Not that I’m giving in to the “unmarried Cat Lady” thing. However, it is difficult to come home to a lifeless apartment. I’m continuing to connect with other people. I joined my friend’s trivia team and we won a tournament last month with plans to play in another one this month. I’m having drinks after school tomorrow with one of the Kindergarten teachers. And I’m trying to give back—at least attempting to—joined the board of a local symphony with Library Elf; ran for a seat on the board of directors with the state school librarians’ association. (The latter one is iffy. While I was flattered to be asked, when the election email came out I saw three other people running for the two open spots. . . and I was the only one who didn’t use his/her official school photo and instead had a friendlier, more relaxed one in front of my library’s shelves. I feel like a foil. And a bit of a fool. But I guess I’ll find out in about a week if it worked in my favor.)

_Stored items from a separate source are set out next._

//! Graph store API: the collaborator the benchmark engine writes through.
//!
//! `GraphStore` is shared by every worker thread; each batch runs inside
//! one `Transaction`, held through a `TxHandle` guard that closes it on
//! every exit path.

pub mod engine;
pub mod unique_index;

pub use engine::{EngineTx, GraphEngine, StoreOptions};
pub use unique_index::UniqueIndex;

use std::fmt;

use crate::error::{BenchError, Result};
use crate::storage::{EdgeRecord, NodeRecord, PropertyValue};

/// Store-assigned node identity
pub type NodeId = u64;

/// Initializer run by `get_or_create` on a freshly created node, inside the
/// same transaction, before the index entry becomes visible to others.
pub type NodeInitializer<'f> = dyn FnMut(&mut dyn Transaction, NodeId) -> Result<()> + 'f;

/// Shared, thread-safe graph store
///
/// Send + Sync required: one handle is shared by all worker threads.
pub trait GraphStore: Send + Sync {
    /// Begin a transaction. Dropping the handle without closing it rolls back.
    fn begin_tx(&self) -> Result<TxHandle<'_>>;

    /// Committed node by id
    fn get_node_by_id(&self, id: NodeId) -> Option<NodeRecord>;

    /// Number of committed nodes
    fn node_count(&self) -> usize;

    /// Number of committed edges
    fn edge_count(&self) -> usize;

    /// Number of committed edges with the given label
    fn count_edges_by_type(&self, edge_type: &str) -> usize;

    /// Committed edges pointing at `id`, optionally filtered by label
    fn incoming_edges(&self, id: NodeId, edge_type: Option<&str>) -> Vec<EdgeRecord>;

    /// Committed unique index lookup
    fn index_lookup(&self, index: &str, key: &str, value: &str) -> Option<NodeId>;
}

/// Write operations of one open transaction
pub trait Transaction {
    /// Create an empty node
    fn create_node(&mut self) -> Result<NodeId>;

    /// Set a property on a committed node or one created in this transaction
    fn set_property(&mut self, node: NodeId, key: &str, value: PropertyValue) -> Result<()>;

    /// Create a directed `src -edge_type-> dst` relationship
    fn create_relationship(&mut self, src: NodeId, dst: NodeId, edge_type: &str) -> Result<()>;

    /// Read a node as seen by this transaction (own writes included)
    fn get_node(&self, id: NodeId) -> Option<NodeRecord>;

    /// Atomic get-or-create against the unique index `index` on `key = value`.
    ///
    /// Returns the existing node if one is registered (committed, or written
    /// earlier in this transaction); otherwise creates a node, runs
    /// `initializer` on it and registers it. Concurrent callers racing on
    /// the same key observe a single node.
    fn get_or_create(
        &mut self,
        index: &str,
        key: &str,
        value: &str,
        initializer: &mut NodeInitializer<'_>,
    ) -> Result<NodeId>;

    /// Make the transaction's writes durable and visible
    fn commit(&mut self) -> Result<()>;

    /// Discard the transaction's writes
    fn rollback(&mut self);
}

#[derive(Debug, Clone, Copy, PartialEq, Eq)]
enum TxOutcome {
    Pending,
    Success,
}

/// Scoped transaction guard.
///
/// `success()` marks the transaction for commit; `close()` commits if
/// marked, otherwise rolls back. A handle dropped without `close()` (early
/// return, `?`, panic) is closed by `Drop` with the same rule.
pub struct TxHandle<'a> {
    tx: Box<dyn Transaction + 'a>,
    outcome: TxOutcome,
    closed: bool,
}

impl<'a> TxHandle<'a> {
    pub fn new(tx: Box<dyn Transaction + 'a>) -> Self {
        Self {
            tx,
            outcome: TxOutcome::Pending,
            closed: false,
        }
    }

    /// Mark the transaction for commit on close
    pub fn success(&mut self) {
        self.outcome = TxOutcome::Success;
    }

    /// Close the transaction: commit if marked successful, else roll back.
    pub fn close(mut self) -> Result<()> {
        self.finish()
    }

    fn finish(&mut self) -> Result<()> {
        if self.closed {
            return Err(BenchError::TransactionClosed);
        }
        self.closed = true;
        match self.outcome {
            TxOutcome::Success => self.tx.commit(),
            TxOutcome::Pending => {
                self.tx.rollback();
                Ok(())
            }
        }
    }
}

impl<'a> std::ops::Deref for TxHandle<'a> {
    type Target = dyn Transaction + 'a;

    fn deref(&self) -> &Self::Target {
        &*self.tx
    }
}

impl<'a> std::ops::DerefMut for TxHandle<'a> {
    fn deref_mut(&mut self) -> &mut Self::Target {
        &mut *self.tx
    }
}

impl Drop for TxHandle<'_> {
    fn drop(&mut self) {
        if self.closed {
            return;
        }
        if self.outcome == TxOutcome::Pending {
            tracing::debug!("transaction dropped without close, rolling back");
        }
        if let Err(e) = self.finish() {
            tracing::warn!("closing dropped transaction failed: {}", e);
        }
    }
}

impl fmt::Debug for TxHandle<'_> {
    fn fmt(&self, f: &mut fmt::Formatter<'_>) -> fmt::Result {
        f.debug_struct("TxHandle")
            .field("outcome", &self.outcome)
            .field("closed", &self.closed)
            .finish()
    }
}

I also have hope that God didn’t plant this deep longing in my heart to have a family of my own, only to leave it unsatisfied. I have re-read Meeting Your Half-Orange. I have revised my “Big Love List” (actually a poster that hangs over my bed. Under the crucifix). I’ve put my health on the front burner because some lingering problems from diverticulitis need to go away. I’m working on getting back to the good place in my life that I felt I’d been in at the time Chef walked over to my restaurant table and said hello. Possibly even a better place.
And from time to time, I take a moment and imagine how I want to feel in a great, honest, giving relationship with a very good man who wants the same things I do--what we’ll say to each other, what we’ll do together, what we’ll plan and hope for together. And I pray I’ll be able to identify that man when he arrives. For real.